Doing the wild thing

I miss Marlin Perkins and his softly instructional nature shows. But Mutual of Omaha’s Wild Kingdom and the like have become as endangered as the Rameshwaram Parachute Spider or the Borneo pygmy elephant. Long gone is a serene, omniscient host like Perkins, cozily narrating the love moves of tawny African lions.

Despite the coital element, such Zen-like public-television offerings just couldn’t withstand cable television’s rampant breeding of animal-adventure docudramas. Animal Planet and The National Geographic Channel have transformed hyperactive hosts into international stars, including the late but notorious Steve Irwin of Crocodile Hunter fame.

More recently, Oprah-approved über-explorer Jeff Corwin has shown off his own expert handling of various forms of wildlife. And the equally vilified and deified “dog whisperer” Cesar Millan also belongs on the list, although even his most troublesome subjects are usually at least partly domesticated. Sometimes the animals themselves are the scene-stealers. The hit British series Meerkat Manor follows several generations of a whole clan of Kalahari Desert marsupials. (One reviewer likened the squabbling kin to the warring Tudor queens.)
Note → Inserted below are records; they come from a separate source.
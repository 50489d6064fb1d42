//! Expired credentials are never handed out and are cleared on read.

use std::sync::Arc;

use chrono::{Duration, Utc};
use st_auth::token_store::{PROFILE_KEY, TOKEN_KEY};
use st_auth::{Credential, CredentialStorage, FileStorage, SessionContext, TokenStore};

#[test]
fn past_expiry_is_never_returned_and_is_cleared() {
    let tmp = tempfile::TempDir::new().expect("tmp dir");
    let storage = Arc::new(FileStorage::new(tmp.path()));
    let stale = Credential {
        token: "stale".into(),
        expires_at: (Utc::now() - Duration::minutes(5)).timestamp_millis(),
    };
    storage
        .write(TOKEN_KEY, &serde_json::to_string(&stale).expect("encode"))
        .expect("write token");
    storage
        .write(PROFILE_KEY, r#"{"id":1,"phone":"13800000000"}"#)
        .expect("write profile");

    let store = TokenStore::new(storage.clone());
    assert_eq!(store.get_token(), None);
    assert!(!storage.path_for(TOKEN_KEY).exists());
    assert!(!storage.path_for(PROFILE_KEY).exists());
}

#[test]
fn file_session_survives_reopen() {
    let tmp = tempfile::TempDir::new().expect("tmp dir");

    let first = SessionContext::with_file_storage(tmp.path(), 3600);
    first
        .token_store()
        .set_token("persisted", 600)
        .expect("set token");

    let reopened = SessionContext::with_file_storage(tmp.path(), 3600);
    assert_eq!(reopened.bearer_token().as_deref(), Some("persisted"));

    reopened.invalidate();
    assert_eq!(first.bearer_token(), None);
}
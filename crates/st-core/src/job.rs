//! Job payloads and classification of the initial submission response.

use serde::{Deserialize, Serialize};
use serde_json::Value;

use crate::analysis::AnalysisResult;
use crate::enums::JobStatus;
use crate::errors::CoreError;
use crate::normalize::normalize_result;
use crate::wire;

/// Error text used when the server reports failure without a message.
pub const DEFAULT_FAILURE_MESSAGE: &str = "analysis failed";

/// One observation of a server-side job, as returned by submission or by
/// `GET /jobs/{id}`.
#[derive(Debug, Clone, PartialEq, Default, Serialize, Deserialize)]
pub struct JobSnapshot {
    #[serde(default, deserialize_with = "wire::opt_id")]
    pub job_id: Option<String>,
    #[serde(default)]
    pub status: Option<JobStatus>,
    #[serde(default)]
    pub result: Option<Value>,
    #[serde(default, alias = "error_message", deserialize_with = "wire::opt_text")]
    pub error: Option<String>,
    #[serde(default)]
    pub has_source_text: Option<bool>,
}

impl JobSnapshot {
    /// Parse a raw response body. `null` and non-object bodies are rejected.
    ///
    /// # Errors
    ///
    /// Returns [`CoreError::Validation`] when the body is not a JSON object.
    pub fn from_value(raw: Value) -> Result<Self, CoreError> {
        if !raw.is_object() {
            return Err(CoreError::Validation(format!(
                "expected a job object, got {}",
                type_name(&raw)
            )));
        }
        serde_json::from_value(raw)
            .map_err(|error| CoreError::Validation(format!("malformed job payload: {error}")))
    }

    /// Logical status, treating a missing status as still processing.
    #[must_use]
    pub fn effective_status(&self) -> JobStatus {
        self.status.unwrap_or(JobStatus::Processing)
    }

    #[must_use]
    pub fn is_terminal(&self) -> bool {
        self.has_result() || self.effective_status().is_terminal()
    }

    #[must_use]
    pub fn has_result(&self) -> bool {
        self.result.as_ref().is_some_and(|value| !value.is_null())
    }

    /// Server error text, or [`DEFAULT_FAILURE_MESSAGE`].
    #[must_use]
    pub fn failure_message(&self) -> String {
        self.error
            .as_deref()
            .map(str::trim)
            .filter(|text| !text.is_empty())
            .unwrap_or(DEFAULT_FAILURE_MESSAGE)
            .to_string()
    }

    /// Normalized result; an absent result normalizes to the empty schema.
    #[must_use]
    pub fn normalized_result(&self) -> AnalysisResult {
        self.result
            .as_ref()
            .map_or_else(AnalysisResult::empty, normalize_result)
    }
}

/// What the initial submission response tells the client to do next.
#[derive(Debug, Clone, PartialEq, Eq)]
pub enum Submission {
    /// The result came back inline; no polling.
    Completed {
        job_id: Option<String>,
        result: AnalysisResult,
    },
    /// The job failed at submission time.
    Failed {
        job_id: Option<String>,
        error: String,
    },
    /// A job was queued; poll it by id.
    Pending { job_id: String, status: JobStatus },
    /// The upload created a task record instead of a job; follow it under
    /// `/tasks/{id}`.
    Task { task_id: String, status: JobStatus },
}

impl Submission {
    /// Classify the body of a submission response.
    ///
    /// A non-null `result` always wins. A body with no `status`, no `job_id`
    /// and no `result` is the legacy inline form and is normalized whole. A
    /// body carrying a task `id` and `task_type` but no `job_id` is a task.
    ///
    /// # Errors
    ///
    /// Returns [`CoreError::Validation`] for non-object bodies and for a
    /// non-terminal status that carries no `job_id`.
    pub fn classify(raw: Value) -> Result<Self, CoreError> {
        if let Some(task) = Self::task_receipt(&raw) {
            return Ok(task);
        }

        let legacy_inline = raw.is_object()
            && ["status", "job_id", "result"]
                .iter()
                .all(|key| raw.get(*key).is_none_or(Value::is_null));
        if legacy_inline {
            return Ok(Self::Completed {
                job_id: None,
                result: normalize_result(&raw),
            });
        }

        let snapshot = JobSnapshot::from_value(raw)?;
        Self::from_snapshot(snapshot)
    }

    /// Classify an already-parsed snapshot.
    ///
    /// # Errors
    ///
    /// Returns [`CoreError::Validation`] for a non-terminal status without a
    /// `job_id`.
    pub fn from_snapshot(snapshot: JobSnapshot) -> Result<Self, CoreError> {
        if snapshot.has_result() {
            let result = snapshot.normalized_result();
            return Ok(Self::Completed {
                job_id: snapshot.job_id,
                result,
            });
        }

        match snapshot.effective_status() {
            JobStatus::Failed => Ok(Self::Failed {
                error: snapshot.failure_message(),
                job_id: snapshot.job_id,
            }),
            JobStatus::Completed => Ok(Self::Completed {
                job_id: snapshot.job_id,
                result: AnalysisResult::empty(),
            }),
            status => snapshot
                .job_id
                .map(|job_id| Self::Pending { job_id, status })
                .ok_or_else(|| {
                    CoreError::Validation(format!(
                        "server reported status '{status}' without a job id"
                    ))
                }),
        }
    }

    fn task_receipt(raw: &Value) -> Option<Self> {
        let absent = |key: &str| raw.get(key).is_none_or(Value::is_null);
        if !absent("job_id") || !absent("result") || absent("task_type") {
            return None;
        }
        let task_id = match raw.get("id")? {
            Value::String(id) if !id.trim().is_empty() => id.trim().to_string(),
            Value::Number(id) => id.to_string(),
            _ => return None,
        };
        let status = raw
            .get("status")
            .and_then(Value::as_str)
            .map_or(JobStatus::Pending, JobStatus::from_wire);
        Some(Self::Task { task_id, status })
    }

    /// Id of the analysis job, if the server assigned one. Tasks have none.
    #[must_use]
    pub fn job_id(&self) -> Option<&str> {
        match self {
            Self::Completed { job_id, .. } | Self::Failed { job_id, .. } => job_id.as_deref(),
            Self::Pending { job_id, .. } => Some(job_id),
            Self::Task { .. } => None,
        }
    }
}

/// One row of `GET {jobs}`: a job without its result.
#[derive(Debug, Clone, PartialEq, Serialize, Deserialize)]
pub struct JobRecord {
    #[serde(deserialize_with = "wire::id")]
    pub job_id: String,
    #[serde(default)]
    pub status: Option<JobStatus>,
    /// `text` or `file`.
    #[serde(default)]
    pub source: Option<String>,
    #[serde(default)]
    pub filename: Option<String>,
    #[serde(default, deserialize_with = "wire::opt_id")]
    pub owner_id: Option<String>,
    #[serde(default)]
    pub text_length: Option<u64>,
    /// Epoch seconds.
    #[serde(default)]
    pub created_at: Option<f64>,
    #[serde(default)]
    pub started_at: Option<f64>,
    #[serde(default)]
    pub completed_at: Option<f64>,
    #[serde(default)]
    pub metadata: Option<Value>,
    #[serde(default, deserialize_with = "wire::opt_text")]
    pub error: Option<String>,
    #[serde(default)]
    pub has_source_text: bool,
}

/// Envelope of the job list.
#[derive(Debug, Clone, PartialEq, Default, Serialize, Deserialize)]
pub struct JobList {
    #[serde(default)]
    pub jobs: Vec<JobRecord>,
}

const fn type_name(value: &Value) -> &'static str {
    match value {
        Value::Null => "null",
        Value::Bool(_) => "a boolean",
        Value::Number(_) => "a number",
        Value::String(_) => "a string",
        Value::Array(_) => "an array",
        Value::Object(_) => "an object",
    }
}
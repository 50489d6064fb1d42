//! Query parameter composition.
//!
//! Order of application: free text, fixed entity parameters, drawer values,
//! then quick-tag values for keys the drawer left unset, then paging.

use chrono::{Months, NaiveDate};
use st_core::SearchEntity;

use crate::entity::{TagKind, profile};
use crate::filters::DrawerFilters;
use crate::paging;
use crate::tags::QuickTags;

/// Status value the server uses for finished contracts.
pub const COMPLETED_STATUS: &str = "已完结";

/// Everything needed to build one request.
#[derive(Debug, Clone, Copy)]
pub struct SearchInput<'a> {
    pub entity: SearchEntity,
    pub query: &'a str,
    pub tags: &'a QuickTags,
    pub filters: &'a DrawerFilters,
    pub page: u32,
    pub limit: u32,
}

impl SearchInput<'_> {
    /// Whether the user supplied text, a drawer filter, or a relevant tag.
    pub fn has_input(&self) -> bool {
        !self.query.trim().is_empty()
            || self
                .filters
                .iter()
                .any(|(key, _)| profile(self.entity).accepts(key))
            || self.tags.is_active_for(self.entity)
    }
}

/// Compose the query string pairs for `GET /search/{entity}`.
///
/// `today` anchors the "last N years" tag.
pub fn build_params(input: &SearchInput<'_>, today: NaiveDate) -> Vec<(String, String)> {
    let vocabulary = profile(input.entity);
    let mut params: Vec<(String, String)> = Vec::new();

    let mut query = input.query.trim().to_string();
    if vocabulary.supports(TagKind::IpKind)
        && let Some(kind) = input.tags.ip_kind
    {
        if !query.is_empty() {
            query.push(' ');
        }
        query.push_str(kind.search_term());
    }
    if !query.is_empty() {
        params.push(("q".into(), query));
    }

    for (key, value) in vocabulary.fixed_params {
        params.push(((*key).into(), (*value).into()));
    }

    for (key, value) in input.filters.iter() {
        if vocabulary.accepts(key) {
            params.push((key.into(), value.into()));
        }
    }

    for (key, value) in tag_params(input.entity, input.tags, today) {
        if !params.iter().any(|(existing, _)| existing == key) {
            params.push((key.into(), value));
        }
    }

    params.push(("limit".into(), input.limit.to_string()));
    params.push((
        "offset".into(),
        paging::offset(input.page, input.limit).to_string(),
    ));
    params
}

fn tag_params(entity: SearchEntity, tags: &QuickTags, today: NaiveDate) -> Vec<(&'static str, String)> {
    let vocabulary = profile(entity);
    let mut out = Vec::new();
    for kind in vocabulary.tags {
        if !tags.is_set(*kind) {
            continue;
        }
        match kind {
            TagKind::FixedPrice => out.push(("is_fp", "true".to_string())),
            TagKind::Completed => out.push(("status", COMPLETED_STATUS.to_string())),
            TagKind::Years => {
                if let Some(start) = tags.years.and_then(|years| years_before(today, years)) {
                    out.push(("start_date", start.format("%Y-%m-%d").to_string()));
                }
            }
            TagKind::MinAmount => {
                if let Some(wan) = tags.min_wan {
                    out.push(("min_amount", (u64::from(wan) * 10_000).to_string()));
                }
            }
            TagKind::Group => {
                if let Some(code) = tags.group.as_deref() {
                    out.push(("company", code.trim().to_string()));
                }
            }
            TagKind::Category => {
                if let Some(category) = tags.category.as_deref() {
                    out.push(("business_type", category.trim().to_string()));
                }
            }
            TagKind::NotExpired => out.push(("is_expired", "false".to_string())),
            // Folded into `q`.
            TagKind::IpKind => {}
        }
    }
    out
}

/// `today` minus whole years; Feb 29 lands on Feb 28.
fn years_before(today: NaiveDate, years: u32) -> Option<NaiveDate> {
    today.checked_sub_months(Months::new(years.checked_mul(12)?))
}
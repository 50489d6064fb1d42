//! Credential storage configuration.

use std::path::PathBuf;

use serde::{Deserialize, Serialize};

const fn default_expires_in_secs() -> u64 {
    3600
}

#[derive(Debug, Clone, Deserialize, Serialize)]
pub struct AuthConfig {
    /// Directory holding the token and profile files. Empty means
    /// `~/.savetime`.
    #[serde(default)]
    pub credentials_dir: String,

    /// Token lifetime assumed when the login response omits `expires_in`.
    #[serde(default = "default_expires_in_secs")]
    pub default_expires_in_secs: u64,
}

impl Default for AuthConfig {
    fn default() -> Self {
        Self {
            credentials_dir: String::new(),
            default_expires_in_secs: default_expires_in_secs(),
        }
    }
}

impl AuthConfig {
    /// Resolved credentials directory, or `None` when no home directory
    /// can be determined and none is configured.
    pub fn credentials_dir(&self) -> Option<PathBuf> {
        let configured = self.credentials_dir.trim();
        if configured.is_empty() {
            dirs::home_dir().map(|home| home.join(".savetime"))
        } else {
            Some(PathBuf::from(configured))
        }
    }
}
All of these shows can be guiltily entertaining. But whether it belongs to man or beast, such cult-of-personality pomp divests nature shows of all their, well, naturalness. I was reminded of this on a fall trip to the Western North Carolina Nature Center, where two turtles were putting on their own show for visitors, mating as sweetly and slowly as only two turtles on a Sunday afternoon could do.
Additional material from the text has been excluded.